Brief:
Please count how many lines of the data include the word "storage". Give only that number in reply.

Stored data entries:

┌──

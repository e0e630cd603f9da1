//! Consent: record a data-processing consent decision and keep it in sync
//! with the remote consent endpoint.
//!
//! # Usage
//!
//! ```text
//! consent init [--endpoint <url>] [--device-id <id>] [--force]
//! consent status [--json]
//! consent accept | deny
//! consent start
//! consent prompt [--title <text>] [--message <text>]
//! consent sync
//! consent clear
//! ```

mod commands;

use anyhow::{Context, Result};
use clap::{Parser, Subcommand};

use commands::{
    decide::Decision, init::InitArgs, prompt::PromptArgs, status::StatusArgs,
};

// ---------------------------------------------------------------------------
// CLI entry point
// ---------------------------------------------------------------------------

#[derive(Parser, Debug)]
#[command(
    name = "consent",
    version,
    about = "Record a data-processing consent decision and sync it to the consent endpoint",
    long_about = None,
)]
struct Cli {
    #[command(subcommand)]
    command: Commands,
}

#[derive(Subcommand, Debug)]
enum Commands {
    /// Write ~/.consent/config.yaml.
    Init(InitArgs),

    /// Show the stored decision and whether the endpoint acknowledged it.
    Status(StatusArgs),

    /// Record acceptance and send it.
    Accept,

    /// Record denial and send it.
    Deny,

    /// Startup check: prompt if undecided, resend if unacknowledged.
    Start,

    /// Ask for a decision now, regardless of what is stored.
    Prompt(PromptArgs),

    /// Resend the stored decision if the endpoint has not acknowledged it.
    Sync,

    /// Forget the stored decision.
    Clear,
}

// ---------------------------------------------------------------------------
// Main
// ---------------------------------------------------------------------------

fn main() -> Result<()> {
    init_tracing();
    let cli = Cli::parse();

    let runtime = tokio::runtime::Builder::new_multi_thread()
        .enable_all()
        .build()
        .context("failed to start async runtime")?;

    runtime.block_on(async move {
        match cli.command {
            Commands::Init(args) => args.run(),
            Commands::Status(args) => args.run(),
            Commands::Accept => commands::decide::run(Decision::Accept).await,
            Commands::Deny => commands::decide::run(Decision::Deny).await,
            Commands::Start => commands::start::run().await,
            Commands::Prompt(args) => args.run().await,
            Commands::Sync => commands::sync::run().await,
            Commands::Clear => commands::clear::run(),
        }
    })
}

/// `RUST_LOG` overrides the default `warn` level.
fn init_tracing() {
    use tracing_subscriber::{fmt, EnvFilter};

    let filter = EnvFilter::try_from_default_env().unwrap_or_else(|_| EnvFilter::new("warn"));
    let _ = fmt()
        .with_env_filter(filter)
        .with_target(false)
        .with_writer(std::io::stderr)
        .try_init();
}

└──
┌──

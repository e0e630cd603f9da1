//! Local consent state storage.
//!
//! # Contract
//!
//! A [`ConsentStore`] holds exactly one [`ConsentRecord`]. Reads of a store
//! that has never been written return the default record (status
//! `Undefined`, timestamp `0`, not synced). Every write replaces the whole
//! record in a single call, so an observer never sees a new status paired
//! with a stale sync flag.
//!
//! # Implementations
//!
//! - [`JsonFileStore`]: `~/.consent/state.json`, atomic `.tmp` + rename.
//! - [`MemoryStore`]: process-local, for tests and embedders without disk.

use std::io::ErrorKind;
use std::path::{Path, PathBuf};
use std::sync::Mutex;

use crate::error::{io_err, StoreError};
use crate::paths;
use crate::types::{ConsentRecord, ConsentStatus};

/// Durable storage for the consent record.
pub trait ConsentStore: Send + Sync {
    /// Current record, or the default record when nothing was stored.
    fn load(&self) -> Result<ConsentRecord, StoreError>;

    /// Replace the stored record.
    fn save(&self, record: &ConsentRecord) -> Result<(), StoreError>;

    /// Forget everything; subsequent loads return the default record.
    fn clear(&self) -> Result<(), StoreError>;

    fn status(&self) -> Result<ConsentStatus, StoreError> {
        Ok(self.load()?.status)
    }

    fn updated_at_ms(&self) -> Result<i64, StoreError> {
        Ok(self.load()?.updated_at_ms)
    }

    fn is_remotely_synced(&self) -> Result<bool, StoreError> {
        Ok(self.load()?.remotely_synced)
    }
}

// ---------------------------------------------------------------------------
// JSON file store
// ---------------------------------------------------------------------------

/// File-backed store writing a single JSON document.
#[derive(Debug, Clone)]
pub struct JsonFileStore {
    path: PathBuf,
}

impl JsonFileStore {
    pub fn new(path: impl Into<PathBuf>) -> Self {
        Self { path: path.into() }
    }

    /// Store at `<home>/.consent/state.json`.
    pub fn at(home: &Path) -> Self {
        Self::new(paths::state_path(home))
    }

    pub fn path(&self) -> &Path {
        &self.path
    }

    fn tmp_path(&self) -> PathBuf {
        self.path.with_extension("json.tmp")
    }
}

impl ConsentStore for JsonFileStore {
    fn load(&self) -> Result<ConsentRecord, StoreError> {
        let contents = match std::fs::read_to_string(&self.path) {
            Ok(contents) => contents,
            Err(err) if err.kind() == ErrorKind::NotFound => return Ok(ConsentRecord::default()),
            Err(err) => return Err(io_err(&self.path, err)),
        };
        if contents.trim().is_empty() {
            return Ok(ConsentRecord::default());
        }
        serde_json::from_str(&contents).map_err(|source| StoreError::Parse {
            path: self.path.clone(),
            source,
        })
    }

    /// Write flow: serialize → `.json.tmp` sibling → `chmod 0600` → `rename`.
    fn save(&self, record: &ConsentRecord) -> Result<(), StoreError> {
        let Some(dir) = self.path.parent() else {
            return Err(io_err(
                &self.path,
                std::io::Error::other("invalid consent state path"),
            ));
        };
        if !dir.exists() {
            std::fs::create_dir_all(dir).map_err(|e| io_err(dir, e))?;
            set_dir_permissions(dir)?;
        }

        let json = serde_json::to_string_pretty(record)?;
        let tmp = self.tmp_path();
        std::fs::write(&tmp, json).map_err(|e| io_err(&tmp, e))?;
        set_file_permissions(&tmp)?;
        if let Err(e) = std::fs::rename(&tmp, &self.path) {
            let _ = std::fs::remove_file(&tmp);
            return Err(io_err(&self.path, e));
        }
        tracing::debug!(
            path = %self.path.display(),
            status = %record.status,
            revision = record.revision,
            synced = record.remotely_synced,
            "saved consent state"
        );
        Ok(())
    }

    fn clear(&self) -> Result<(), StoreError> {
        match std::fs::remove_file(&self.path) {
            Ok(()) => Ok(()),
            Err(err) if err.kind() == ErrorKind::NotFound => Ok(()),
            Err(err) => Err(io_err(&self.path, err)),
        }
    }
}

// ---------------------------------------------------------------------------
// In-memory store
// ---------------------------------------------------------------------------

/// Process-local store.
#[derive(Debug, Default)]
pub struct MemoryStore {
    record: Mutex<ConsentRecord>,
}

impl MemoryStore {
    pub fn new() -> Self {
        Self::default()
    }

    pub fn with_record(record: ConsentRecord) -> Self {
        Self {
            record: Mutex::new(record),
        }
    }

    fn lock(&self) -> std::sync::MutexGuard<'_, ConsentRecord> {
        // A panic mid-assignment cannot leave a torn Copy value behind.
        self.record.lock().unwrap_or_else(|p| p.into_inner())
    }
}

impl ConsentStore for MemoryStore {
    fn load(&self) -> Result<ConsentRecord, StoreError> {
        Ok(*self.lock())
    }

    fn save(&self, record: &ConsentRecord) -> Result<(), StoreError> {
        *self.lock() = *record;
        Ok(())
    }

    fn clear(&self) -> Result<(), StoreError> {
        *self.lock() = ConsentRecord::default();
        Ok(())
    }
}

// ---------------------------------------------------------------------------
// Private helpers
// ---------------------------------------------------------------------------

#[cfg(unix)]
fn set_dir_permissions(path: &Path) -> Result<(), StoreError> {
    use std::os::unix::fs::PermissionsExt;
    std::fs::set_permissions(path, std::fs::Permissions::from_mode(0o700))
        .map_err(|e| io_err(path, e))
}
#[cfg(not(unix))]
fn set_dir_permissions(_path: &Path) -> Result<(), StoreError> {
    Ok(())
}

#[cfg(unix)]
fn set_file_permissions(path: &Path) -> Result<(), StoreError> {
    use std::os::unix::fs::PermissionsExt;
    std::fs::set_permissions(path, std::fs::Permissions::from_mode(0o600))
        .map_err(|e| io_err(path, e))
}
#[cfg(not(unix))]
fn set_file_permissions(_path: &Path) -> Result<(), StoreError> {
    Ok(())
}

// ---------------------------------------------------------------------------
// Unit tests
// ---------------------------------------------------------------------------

└──

Your response:
2